___ RECORDS SUPPLIED ___

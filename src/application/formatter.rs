//! Output formatting for export and erase results.
//!
//! Supports multiple output formats: Markdown, JSON, and table view.

use colored::Colorize;
use comfy_table::{presets::UTF8_FULL, Table};

use crate::domain::{EraseResult, ExportItem, ExportPage, ExportReport};

use super::registry::{in_registration_order, EraserRegistry, ExporterRegistry};

/// Output format options.
#[derive(Debug, Clone, Copy, Default)]
pub enum OutputFormat {
    /// Human-readable Markdown format.
    #[default]
    Markdown,
    /// JSON format for programmatic use.
    Json,
    /// Compact table listing.
    Table,
}

impl std::str::FromStr for OutputFormat {
    type Err = String;

    fn from_str(s: &str) -> Result<Self, Self::Err> {
        match s.to_lowercase().as_str() {
            "markdown" | "md" => Ok(Self::Markdown),
            "json" => Ok(Self::Json),
            "table" => Ok(Self::Table),
            _ => Err(format!("Unknown format: {s}. Use: markdown, json, table")),
        }
    }
}

/// Formats a full export report as Markdown.
pub fn format_report_markdown(report: &ExportReport) -> String {
    let mut out = String::new();

    out.push_str(&format!("# Personal data export for {}\n\n", report.email));
    out.push_str(&format!(
        "**Generated:** {}\n",
        report.generated_at.format("%Y-%m-%d %H:%M:%S UTC")
    ));
    out.push_str(&format!("**Items:** {}\n\n", report.item_count()));
    out.push_str("---\n\n");

    for group in &report.groups {
        out.push_str(&format!(
            "## {} ({} item{}, {} page{})\n\n",
            group.friendly_name,
            group.items.len(),
            plural(group.items.len()),
            group.pages,
            plural(group.pages as usize)
        ));

        if group.items.is_empty() {
            out.push_str("*No personal data found.*\n\n");
            continue;
        }

        out.push_str(&format_items_markdown(&group.items));
    }

    out
}

/// Formats export items as Markdown sections.
pub fn format_items_markdown(items: &[ExportItem]) -> String {
    let mut out = String::new();

    for item in items {
        out.push_str(&format!("### {} ({})\n\n", item.group_label, item.item_id));
        for field in &item.data {
            out.push_str(&format!("- **{}:** {}\n", field.name, field.value));
        }
        out.push('\n');
    }

    out
}

/// Formats a single exporter page as Markdown.
pub fn format_page_markdown(page: &ExportPage) -> String {
    let mut out = format_items_markdown(&page.data);
    out.push_str(&format!("*done: {}*\n", page.done));
    out
}

/// Formats any serializable result as JSON.
///
/// # Errors
/// Returns error if serialization fails.
pub fn format_json<T: serde::Serialize>(value: &T) -> Result<String, serde_json::Error> {
    serde_json::to_string_pretty(value)
}

/// Formats export items as one table row per field.
pub fn format_items_table(items: &[ExportItem]) -> String {
    let mut table = Table::new();
    table.load_preset(UTF8_FULL);
    table.set_header(vec!["Group", "Item", "Field", "Value"]);

    for item in items {
        for field in &item.data {
            let value = truncate(&field.value, 60);
            table.add_row(vec![
                item.group_id.as_str(),
                item.item_id.as_str(),
                field.name.as_str(),
                value.as_str(),
            ]);
        }
    }

    table.to_string()
}

/// Formats a full export report as a table.
pub fn format_report_table(report: &ExportReport) -> String {
    let items: Vec<ExportItem> = report
        .groups
        .iter()
        .flat_map(|g| g.items.iter().cloned())
        .collect();
    format_items_table(&items)
}

/// Formats the registered exporters and erasers.
pub fn format_registry_table(exporters: &ExporterRegistry, erasers: &EraserRegistry) -> String {
    let mut table = Table::new();
    table.load_preset(UTF8_FULL);
    table.set_header(vec!["Id", "Exporter", "Eraser"]);

    for (id, exporter) in in_registration_order(exporters) {
        let eraser = erasers.get(id).map_or("-", |e| e.friendly_name);
        table.add_row(vec![id, exporter.friendly_name, eraser]);
    }

    table.to_string()
}

/// Formats erase results for terminal display.
pub fn format_erase_results(results: &[EraseResult]) -> String {
    let mut out = String::new();

    for result in results {
        let status = if result.outcome.items_removed() {
            "removed".green()
        } else {
            "not implemented".yellow()
        };
        out.push_str(&format!(
            "{} [{}] {}\n    {}\n",
            result.friendly_name.bold(),
            status,
            result.eraser_id,
            result.outcome.message()
        ));
    }

    out
}

/// Formats a one-line summary of an export report.
pub fn format_summary(report: &ExportReport) -> String {
    let mut out = format!("{}", "📊 Export summary".bold());
    for group in &report.groups {
        out.push_str(&format!(
            "\n  {}: {} item(s)",
            group.friendly_name,
            group.items.len().to_string().cyan()
        ));
    }
    out
}

const fn plural(count: usize) -> &'static str {
    if count == 1 {
        ""
    } else {
        "s"
    }
}

/// Truncates a string to max length with ellipsis.
fn truncate(s: &str, max_len: usize) -> String {
    let s = s.lines().next().unwrap_or(s);
    if s.chars().count() <= max_len {
        s.to_string()
    } else {
        let cut: String = s.chars().take(max_len.saturating_sub(3)).collect();
        format!("{cut}...")
    }
}

#[cfg(test)]
mod tests {
    use super::*;
    use crate::domain::{ExportField, ExportGroup};
    use chrono::Utc;

    fn sample_report() -> ExportReport {
        ExportReport {
            email: "a@x.com".into(),
            generated_at: Utc::now(),
            groups: vec![
                ExportGroup {
                    exporter_id: "wcb_speaker".into(),
                    friendly_name: "WordCamp Speaker Data".into(),
                    pages: 1,
                    items: vec![ExportItem {
                        group_id: "wcb_speaker".into(),
                        group_label: "WordCamp Speakers".into(),
                        item_id: "wcb_speaker-3".into(),
                        data: vec![ExportField {
                            name: "Speaker Name".into(),
                            value: "Jane".into(),
                        }],
                    }],
                },
                ExportGroup {
                    exporter_id: "wcb_sponsor".into(),
                    friendly_name: "WordCamp Sponsor Data".into(),
                    pages: 1,
                    items: Vec::new(),
                },
            ],
        }
    }

    #[test]
    fn test_truncate() {
        assert_eq!(truncate("hello", 10), "hello");
        assert_eq!(truncate("hello world!", 8), "hello...");
        assert_eq!(truncate("first\nsecond", 20), "first");
    }

    #[test]
    fn test_output_format_from_str() {
        assert!(matches!(
            "markdown".parse::<OutputFormat>(),
            Ok(OutputFormat::Markdown)
        ));
        assert!(matches!(
            "json".parse::<OutputFormat>(),
            Ok(OutputFormat::Json)
        ));
        assert!(matches!(
            "table".parse::<OutputFormat>(),
            Ok(OutputFormat::Table)
        ));
        assert!("invalid".parse::<OutputFormat>().is_err());
    }

    #[test]
    fn test_report_markdown() {
        let md = format_report_markdown(&sample_report());
        assert!(md.contains("# Personal data export for a@x.com"));
        assert!(md.contains("## WordCamp Speaker Data (1 item, 1 page)"));
        assert!(md.contains("- **Speaker Name:** Jane"));
        assert!(md.contains("*No personal data found.*"));
    }

    #[test]
    fn test_report_json() {
        let json = format_json(&sample_report()).unwrap();
        let value: serde_json::Value = serde_json::from_str(&json).unwrap();
        assert_eq!(value["groups"][0]["items"][0]["item_id"], "wcb_speaker-3");
    }

    #[test]
    fn test_report_table_lists_fields() {
        let table = format_report_table(&sample_report());
        assert!(table.contains("wcb_speaker-3"));
        assert!(table.contains("Speaker Name"));
    }
}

___

Your task is to extract all of the records exactly.

> **SOLVED EXERCISE**:
filename src/application/formatter.rs
//! Output formatting for export and erase results.
//!
//! Supports multiple output formats: Markdown, JSON, and table view.

use colored::Colorize;
use comfy_table::{presets::UTF8_FULL, Table};

use crate::domain::{EraseResult, ExportItem, ExportPage, ExportReport};

use super::registry::{in_registration_order, EraserRegistry, ExporterRegistry};

/// Output format options.
#[derive(Debug, Clone, Copy, Default)]
pub enum OutputFormat {
    /// Human-readable Markdown format.
    #[default]
    Markdown,
    /// JSON format for programmatic use.
    Json,
    /// Compact table listing.
    Table,
}

impl std::str::FromStr for OutputFormat {
    type Err = String;

    fn from_str(s: &str) -> Result<Self, Self::Err> {
        match s.to_lowercase().as_str() {
            "markdown" | "md" => Ok(Self::Markdown),
            "json" => Ok(Self::Json),
            "table" => Ok(Self::Table),
            _ => Err(format!("Unknown format: {s}. Use: markdown, json, table")),
        }
    }
}

/// Formats a full export report as Markdown.
pub fn format_report_markdown(report: &ExportReport) -> String {
    let mut out = String::new();

    out.push_str(&format!("# Personal data export for {}\n\n", report.email));
    out.push_str(&format!(
        "**Generated:** {}\n",
        report.generated_at.format("%Y-%m-%d %H:%M:%S UTC")
    ));
    out.push_str(&format!("**Items:** {}\n\n", report.item_count()));
    out.push_str("---\n\n");

    for group in &report.groups {
        out.push_str(&format!(
            "## {} ({} item{}, {} page{})\n\n",
            group.friendly_name,
            group.items.len(),
            plural(group.items.len()),
            group.pages,
            plural(group.pages as usize)
        ));

        if group.items.is_empty() {
            out.push_str("*No personal data found.*\n\n");
            continue;
        }

        out.push_str(&format_items_markdown(&group.items));
    }

    out
}

/// Formats export items as Markdown sections.
pub fn format_items_markdown(items: &[ExportItem]) -> String {
    let mut out = String::new();

    for item in items {
        out.push_str(&format!("### {} ({})\n\n", item.group_label, item.item_id));
        for field in &item.data {
            out.push_str(&format!("- **{}:** {}\n", field.name, field.value));
        }
        out.push('\n');
    }

    out
}

/// Formats a single exporter page as Markdown.
pub fn format_page_markdown(page: &ExportPage) -> String {
    let mut out = format_items_markdown(&page.data);
    out.push_str(&format!("*done: {}*\n", page.done));
    out
}

/// Formats any serializable result as JSON.
///
/// # Errors
/// Returns error if serialization fails.
pub fn format_json<T: serde::Serialize>(value: &T) -> Result<String, serde_json::Error> {
    serde_json::to_string_pretty(value)
}

/// Formats export items as one table row per field.
pub fn format_items_table(items: &[ExportItem]) -> String {
    let mut table = Table::new();
    table.load_preset(UTF8_FULL);
    table.set_header(vec!["Group", "Item", "Field", "Value"]);

    for item in items {
        for field in &item.data {
            let value = truncate(&field.value, 60);
            table.add_row(vec![
                item.group_id.as_str(),
                item.item_id.as_str(),
                field.name.as_str(),
                value.as_str(),
            ]);
        }
    }

    table.to_string()
}

/// Formats a full export report as a table.
pub fn format_report_table(report: &ExportReport) -> String {
    let items: Vec<ExportItem> = report
        .groups
        .iter()
        .flat_map(|g| g.items.iter().cloned())
        .collect();
    format_items_table(&items)
}

/// Formats the registered exporters and erasers.
pub fn format_registry_table(exporters: &ExporterRegistry, erasers: &EraserRegistry) -> String {
    let mut table = Table::new();
    table.load_preset(UTF8_FULL);
    table.set_header(vec!["Id", "Exporter", "Eraser"]);

    for (id, exporter) in in_registration_order(exporters) {
        let eraser = erasers.get(id).map_or("-", |e| e.friendly_name);
        table.add_row(vec![id, exporter.friendly_name, eraser]);
    }

    table.to_string()
}

/// Formats erase results for terminal display.
pub fn format_erase_results(results: &[EraseResult]) -> String {
    let mut out = String::new();

    for result in results {
        let status = if result.outcome.items_removed() {
            "removed".green()
        } else {
            "not implemented".yellow()
        };
        out.push_str(&format!(
            "{} [{}] {}\n    {}\n",
            result.friendly_name.bold(),
            status,
            result.eraser_id,
            result.outcome.message()
        ));
    }

    out
}

/// Formats a one-line summary of an export report.
pub fn format_summary(report: &ExportReport) -> String {
    let mut out = format!("{}", "📊 Export summary".bold());
    for group in &report.groups {
        out.push_str(&format!(
            "\n  {}: {} item(s)",
            group.friendly_name,
            group.items.len().to_string().cyan()
        ));
    }
    out
}

const fn plural(count: usize) -> &'static str {
    if count == 1 {
        ""
    } else {
        "s"
    }
}

/// Truncates a string to max length with ellipsis.
fn truncate(s: &str, max_len: usize) -> String {
    let s = s.lines().next().unwrap_or(s);
    if s.chars().count() <= max_len {
        s.to_string()
    } else {
        let cut: String = s.chars().take(max_len.saturating_sub(3)).collect();
        format!("{cut}...")
    }
}

#[cfg(test)]
mod tests {
    use super::*;
    use crate::domain::{ExportField, ExportGroup};
    use chrono::Utc;

    fn sample_report() -> ExportReport {
        ExportReport {
            email: "a@x.com".into(),
            generated_at: Utc::now(),
            groups: vec![
                ExportGroup {
                    exporter_id: "wcb_speaker".into(),
                    friendly_name: "WordCamp Speaker Data".into(),
                    pages: 1,
                    items: vec![ExportItem {
                        group_id: "wcb_speaker".into(),
                        group_label: "WordCamp Speakers".into(),
                        item_id: "wcb_speaker-3".into(),
                        data: vec![ExportField {
                            name: "Speaker Name".into(),
                            value: "Jane".into(),
                        }],
                    }],
                },
                ExportGroup {
                    exporter_id: "wcb_sponsor".into(),
                    friendly_name: "WordCamp Sponsor Data".into(),
                    pages: 1,
                    items: Vec::new(),
                },
            ],
        }
    }

    #[test]
    fn test_truncate() {
        assert_eq!(truncate("hello", 10), "hello");
        assert_eq!(truncate("hello world!", 8), "hello...");
        assert_eq!(truncate("first\nsecond", 20), "first");
    }

    #[test]
    fn test_output_format_from_str() {
        assert!(matches!(
            "markdown".parse::<OutputFormat>(),
            Ok(OutputFormat::Markdown)
        ));
        assert!(matches!(
            "json".parse::<OutputFormat>(),
            Ok(OutputFormat::Json)
        ));
        assert!(matches!(
            "table".parse::<OutputFormat>(),
            Ok(OutputFormat::Table)
        ));
        assert!("invalid".parse::<OutputFormat>().is_err());
    }

    #[test]
    fn test_report_markdown() {
        let md = format_report_markdown(&sample_report());
        assert!(md.contains("# Personal data export for a@x.com"));
        assert!(md.contains("## WordCamp Speaker Data (1 item, 1 page)"));
        assert!(md.contains("- **Speaker Name:** Jane"));
        assert!(md.contains("*No personal data found.*"));
    }

    #[test]
    fn test_report_json() {
        let json = format_json(&sample_report()).unwrap();
        let value: serde_json::Value = serde_json::from_str(&json).unwrap();
        assert_eq!(value["groups"][0]["items"][0]["item_id"], "wcb_speaker-3");
    }

    #[test]
    fn test_report_table_lists_fields() {
        let table = format_report_table(&sample_report());
        assert!(table.contains("wcb_speaker-3"));
        assert!(table.contains("Speaker Name"));
    }
}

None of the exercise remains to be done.